== Segment start ==

use solana_address::Address;
use stake_pool_interface::{
    error::StakePoolError,
    instructions::{
        FundingType,
        SetFundingAuthorityInstructionData,
    },
};

use crate::{
    instruction_view::InstructionView,
    params::{
        AccountKeys,
        FromInstruction,
    },
};

/// Accounts of a `SetFundingAuthority` instruction.
///
/// A missing `new_authority` clears the funding authority for `funding_type`.
#[derive(Clone, Copy, Debug, Eq, PartialEq)]
pub struct SetFundingAuthorityParams {
    pub stake_pool: Address,
    pub manager: Address,
    pub new_authority: Option<Address>,
    pub funding_type: FundingType,
}

impl FromInstruction for SetFundingAuthorityParams {
    type Data = SetFundingAuthorityInstructionData;

    fn from_parts<I: InstructionView + ?Sized>(
        data: Self::Data,
        accounts: &AccountKeys<'_, I>,
    ) -> Result<Self, StakePoolError> {
        Ok(Self {
            stake_pool: accounts.required(0)?,
            manager: accounts.required(1)?,
            new_authority: accounts.optional(2),
            funding_type: data.funding_type,
        })
    }
}
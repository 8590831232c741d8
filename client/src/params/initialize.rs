use solana_address::Address;
use stake_pool_interface::{
    error::StakePoolError,
    instructions::InitializeInstructionData,
};

use crate::{
    instruction_view::InstructionView,
    params::{
        AccountKeys,
        FromInstruction,
    },
};

/// Accounts and fee configuration of an `Initialize` instruction.
#[derive(Clone, Copy, Debug, Eq, PartialEq)]
pub struct InitializeParams {
    pub stake_pool: Address,
    pub manager: Address,
    pub staker: Address,
    pub withdraw_authority: Address,
    pub validator_list: Address,
    pub reserve_stake: Address,
    pub fee_denominator: i64,
    pub fee_numerator: i64,
    pub withdrawal_fee_denominator: i64,
    pub withdrawal_fee_numerator: i64,
    pub max_validators: u32,
}

impl FromInstruction for InitializeParams {
    type Data = InitializeInstructionData;

    fn from_parts<I: InstructionView + ?Sized>(
        data: Self::Data,
        accounts: &AccountKeys<'_, I>,
    ) -> Result<Self, StakePoolError> {
        Ok(Self {
            stake_pool: accounts.required(0)?,
            manager: accounts.required(1)?,
            staker: accounts.required(2)?,
            withdraw_authority: accounts.required(3)?,
            validator_list: accounts.required(4)?,
            reserve_stake: accounts.required(5)?,
            fee_denominator: data.fee_denominator,
            fee_numerator: data.fee_numerator,
            withdrawal_fee_denominator: data.withdrawal_fee_denominator,
            withdrawal_fee_numerator: data.withdrawal_fee_numerator,
            max_validators: data.max_validators,
        })
    }
}
//! Instructions whose data is only the opcode byte.

use core::mem::MaybeUninit;

use static_assertions::const_assert_eq;

use crate::{
    error::StakePoolError,
    instructions::{
        shapes,
        InstructionTag,
    },
    pack::{
        InstructionData,
        Pack,
    },
};

pub const NO_ARGS_LEN: usize = 1;

macro_rules! no_args_instruction_data {
    ($(#[$meta:meta])* $name:ident, $tag:ident) => {
        $(#[$meta])*
        #[derive(Clone, Copy, Debug, Default, Eq, PartialEq)]
        pub struct $name;

        unsafe impl Pack<NO_ARGS_LEN> for $name {
            fn pack_into_slice(&self, dst: &mut [MaybeUninit<u8>; NO_ARGS_LEN]) {
                dst[0].write(InstructionTag::$tag as u8);
            }
        }

        impl InstructionData for $name {
            const TAG: InstructionTag = InstructionTag::$tag;

            #[inline(always)]
            fn read_fields(_data: &[u8]) -> Result<Self, StakePoolError> {
                Ok(Self)
            }
        }
    };
}

no_args_instruction_data!(
    /// Deposits a stake account into the pool in exchange for pool tokens.
    ///
    /// ### Accounts
    ///  0. `[WRITE]` Stake pool
    ///  1. `[WRITE]` Validator stake list storage account
    ///  2. `[READ]` Stake pool deposit authority
    ///  3. `[READ]` Stake pool withdraw authority
    ///  4. `[WRITE]` Stake account to join the pool
    ///  5. `[SIGNER]` Withdraw authority of the deposited stake account
    ///  6. `[WRITE]` Validator stake account for the stake account to be merged with
    ///  7. `[WRITE]` Reserve stake account
    ///  8. `[WRITE]` User account to receive pool tokens
    ///  9. `[WRITE]` Pool token mint account
    DepositInstructionData,
    Deposit
);

no_args_instruction_data!(
    /// Creates the accounts that store the DAO community token distribution strategy.
    ///
    /// ### Accounts
    ///  0. `[READ]` Stake pool
    ///  1. `[SIGNER]` Owner wallet
    ///  2. `[WRITE]` Community token staking rewards account
    ///  3. `[WRITE]` Community token staking rewards counter account
    ///  4. `[READ]` Rent sysvar
    ///  5. `[READ]` System program
    CreateCommunityTokenStakingRewardsInstructionData,
    CreateCommunityTokenStakingRewards
);

const_assert_eq!(NO_ARGS_LEN, shapes::DEPOSIT.span());
const_assert_eq!(NO_ARGS_LEN, shapes::CREATE_COMMUNITY_TOKEN_STAKING_REWARDS.span());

== Segment end ==

PROBLEM DESCRIPTION —
Once you have checked every line of the material above, return the ones that hold the string "staker".

EXERCISE ANSWER —
    pub staker: Address,
            staker: accounts.required(2)?,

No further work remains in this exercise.